Si vous collectez l’impôt sur le revenu de vos collaborateurs, l’administration fiscale restera l’interlocuteur de ces derniers. Vous n’aurez pas à faire de calcul, à regarder la déclaration d’impôts, la tranche d’imposition, le nombre d’enfants, ou toute autre information qui concernerait les employés de votre entreprise.

Un coût moins élevé que prévu

Contrairement au premier chiffre avancé à l’été 2017 de 1,2 milliards d’euros, le coût du PAS pour les entreprises devrait finalement osciller entre 310 et 420 millions d’euros selon l’inspection générale des finances (IGF). Plus de 70 % de ce coût provient de la valorisation des ressources internes mobilisées pour le paramétrage des logiciels, de la formation des utilisateurs et de la communication auprès des salariés. Pour diminuer ce coût, alléger les modalités du PAS et les règles applicables aux entreprises, l’IGF a par ailleurs proposé de vous permettre d’appliquer le taux de prélèvement du salarié dès le premier mois d’embauche, évitant ainsi le recours au taux par défaut. D’ici là, les tests vont continuer. Ils seront même élargis au premier semestre 2018. Puis, à l’automne 2018, les entreprises auront la possibilité de mettre en œuvre une préfiguration du PAS sur la base du taux personnalisé qui leur aura été transmis, sauf option de l’usager pour le taux non personnalisé. Il s’agira de préciser sur le bulletin de salaire le montant du prélèvement qui aurait été acquitté si le PAS avait été en vigueur.

Un délais supplémentaire d’une année

Concrètement, vous bénéficiez encore de l’année 2018 pour vous rapprocher de votre éditeur et pour savoir si le logiciel fournit permettra la transmission des données relatives au prélèvement à la source au 1er janvier 2019 ou si une mise à jour est prévue. « Le cahier technique contenant les rubriques relatives au prélèvement à la source ayant été diffusé depuis le premier trimestre 2017, les délais de déploiement des logiciels adaptés sont compatibles avec les délais habituels constatés chez les éditeurs » précise, rassurante l’IGF.

Le gouvernement et votre éditeur vous accompagnent

La plupart des dirigeants ont fait part de leur appréhension : d’après un sondage réalisé par OpinionWay/Banque Palatine pour Challenges, 51% y sont favorables et 49% défavorables.
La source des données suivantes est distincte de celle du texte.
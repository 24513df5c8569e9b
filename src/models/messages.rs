use chrono::{DateTime, Utc};
use serde::{Deserialize, Serialize};

use crate::error::CollabError;
use crate::models::{PresenceSnapshot, PresenceState};

/// Full-document snapshot sent after a burst of local edits
#[derive(Serialize, Deserialize, Debug, Clone, PartialEq, Eq)]
pub struct ContentChange {
    pub content: String,
    pub user_id: String,
    pub user_email: String,
    pub timestamp: DateTime<Utc>,
    #[serde(default)]
    pub cursor_position: Option<usize>,
}

#[derive(Serialize, Deserialize, Debug, Clone, PartialEq, Eq)]
pub struct CursorUpdate {
    pub user_id: String,
    pub cursor_position: usize,
    pub selection_start: usize,
    pub selection_end: usize,
}

#[derive(Serialize, Deserialize, Debug, Clone, PartialEq, Eq)]
pub struct TypingUpdate {
    pub user_id: String,
    pub is_typing: bool,
}

/// Subscription status reported by a channel
#[derive(Serialize, Deserialize, Debug, Copy, Clone, PartialEq, Eq)]
#[serde(rename_all = "SCREAMING_SNAKE_CASE")]
pub enum ChannelStatus {
    Subscribed,
    ChannelError,
    TimedOut,
    Closed,
}

/// Messages a participant may broadcast on a channel
#[derive(Serialize, Deserialize, Debug, Clone, PartialEq, Eq)]
#[serde(tag = "event", rename_all = "kebab-case")]
pub enum BroadcastEvent {
    ContentChange(ContentChange),
    CursorUpdate(CursorUpdate),
    TypingUpdate(TypingUpdate),
}

impl BroadcastEvent {
    pub fn user_id(&self) -> &str {
        match self {
            BroadcastEvent::ContentChange(c) => &c.user_id,
            BroadcastEvent::CursorUpdate(c) => &c.user_id,
            BroadcastEvent::TypingUpdate(t) => &t.user_id,
        }
    }

    /// Check an incoming payload before it reaches a channel
    pub fn validate(&self, max_content_bytes: usize) -> Result<(), CollabError> {
        if self.user_id().trim().is_empty() {
            return Err(CollabError::InvalidMessage("missing user_id".to_string()));
        }
        match self {
            BroadcastEvent::ContentChange(c) if c.content.len() > max_content_bytes => {
                Err(CollabError::InvalidMessage(format!(
                    "content of {} bytes exceeds limit of {} bytes",
                    c.content.len(),
                    max_content_bytes
                )))
            }
            BroadcastEvent::CursorUpdate(c) if c.selection_start > c.selection_end => {
                Err(CollabError::InvalidMessage(format!(
                    "selection start {} is after selection end {}",
                    c.selection_start, c.selection_end
                )))
            }
            _ => Ok(()),
        }
    }
}

/// Everything a subscriber can receive from a channel
#[derive(Serialize, Deserialize, Debug, Clone, PartialEq, Eq)]
#[serde(tag = "event", rename_all = "kebab-case")]
pub enum ChannelEvent {
    Status {
        status: ChannelStatus,
        #[serde(default, skip_serializing_if = "Option::is_none")]
        reason: Option<String>,
    },
    PresenceSync {
        presence: PresenceSnapshot,
    },
    ContentChange(ContentChange),
    CursorUpdate(CursorUpdate),
    TypingUpdate(TypingUpdate),
}

impl ChannelEvent {
    pub fn status(status: ChannelStatus) -> Self {
        ChannelEvent::Status { status, reason: None }
    }

    pub fn error(reason: impl Into<String>) -> Self {
        ChannelEvent::Status {
            status: ChannelStatus::ChannelError,
            reason: Some(reason.into()),
        }
    }

    /// Parse a server frame, validating broadcast payloads at the boundary
    pub fn parse(text: &str, max_content_bytes: usize) -> Result<Self, CollabError> {
        let event: ChannelEvent = serde_json::from_str(text)?;
        if let Some(broadcast) = event.as_broadcast() {
            broadcast.validate(max_content_bytes)?;
        }
        Ok(event)
    }

    fn as_broadcast(&self) -> Option<BroadcastEvent> {
        match self {
            ChannelEvent::ContentChange(c) => Some(BroadcastEvent::ContentChange(c.clone())),
            ChannelEvent::CursorUpdate(c) => Some(BroadcastEvent::CursorUpdate(c.clone())),
            ChannelEvent::TypingUpdate(t) => Some(BroadcastEvent::TypingUpdate(t.clone())),
            _ => None,
        }
    }
}

impl From<BroadcastEvent> for ChannelEvent {
    fn from(event: BroadcastEvent) -> Self {
        match event {
            BroadcastEvent::ContentChange(c) => ChannelEvent::ContentChange(c),
            BroadcastEvent::CursorUpdate(c) => ChannelEvent::CursorUpdate(c),
            BroadcastEvent::TypingUpdate(t) => ChannelEvent::TypingUpdate(t),
        }
    }
}

/// Frames a WebSocket client sends to the bridge
#[derive(Serialize, Deserialize, Debug, Clone, PartialEq, Eq)]
#[serde(tag = "op", rename_all = "kebab-case")]
pub enum ClientFrame {
    Track { presence: PresenceState },
    Broadcast { payload: BroadcastEvent },
}

impl ClientFrame {
    pub fn parse(text: &str, max_content_bytes: usize) -> Result<Self, CollabError> {
        let frame: ClientFrame = serde_json::from_str(text)?;
        match &frame {
            ClientFrame::Track { presence } if presence.user_id.trim().is_empty() => {
                return Err(CollabError::InvalidMessage("presence without user_id".to_string()));
            }
            ClientFrame::Broadcast { payload } => payload.validate(max_content_bytes)?,
            _ => {}
        }
        Ok(frame)
    }
}
use crate::AppState;
use crate::models::{ChannelName, ChannelPresenceResponse, ErrorResponse};
use axum::{extract::{Path, State}, http::StatusCode, Json};
use std::sync::Arc;
use tracing::error;

/// Who is currently tracked on a channel
pub async fn channel_presence(
    State(state): State<Arc<AppState>>,
    Path(channel): Path<String>,
) -> Result<(StatusCode, Json<ChannelPresenceResponse>), (StatusCode, Json<ErrorResponse>)> {

    // Validate the channel name
    let name: ChannelName = match channel.parse() {
        Ok(name) => name,
        Err(e) => {
            error!("Invalid channel '{}': {}", channel, e);
            return Err(ErrorResponse::reply(StatusCode::BAD_REQUEST, e.to_string()));
        }
    };

    // Flatten the snapshot; several connections may share a presence key
    let participants = state
        .hub
        .presence(&name.to_string())
        .map(|snapshot| snapshot.into_values().flatten().collect())
        .unwrap_or_default();

    Ok((
        StatusCode::OK,
        Json(ChannelPresenceResponse {
            channel: name.to_string(),
            participants,
        }),
    ))
}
Pour presque 78 % d’entre eux, le PAS entraînera des conséquences néfastes. Pour 92 %, il s’accompagnera de complexités administratives et de charges de gestion coûteuses.
Prêtant l’oreille aux craintes ainsi formulées par le patronat, le gouvernement a annoncé vouloir renforcer le dispositif d’accompagnement des employeurs, en mettant notamment en place un « kit de démarrage », qui vous sera fourni par l’administration fiscale et vous permettra de répondre aux questions des salariés lors de la mise en place. Le kit décrira les différentes étapes à suivre afin de sécuriser le déploiement du PAS et définira les responsabilités et les rôles respectifs de l’administration fiscale, de l’entreprise et de ses interlocuteurs et enfin du contribuable. Le kit décrira des cas complexes de gestion et détaillera les démarches à suivre en cas de difficultés informatiques et les outils de communication à destination des employés. Ces différents aménagements et propositions devraient être pris en compte dans la loi de finances rectificatives votées avant la fin de l’année par le Parlement. À noter qu’une charte sera établie avec les éditeurs de logiciels afin de valoriser leur rôle et les bonnes pratiques. Sachant qu’un grand nombre devrait également proposer aux entreprises de former les utilisateurs aux nouvelles fonctionnalités de leur outil concernant le PAS.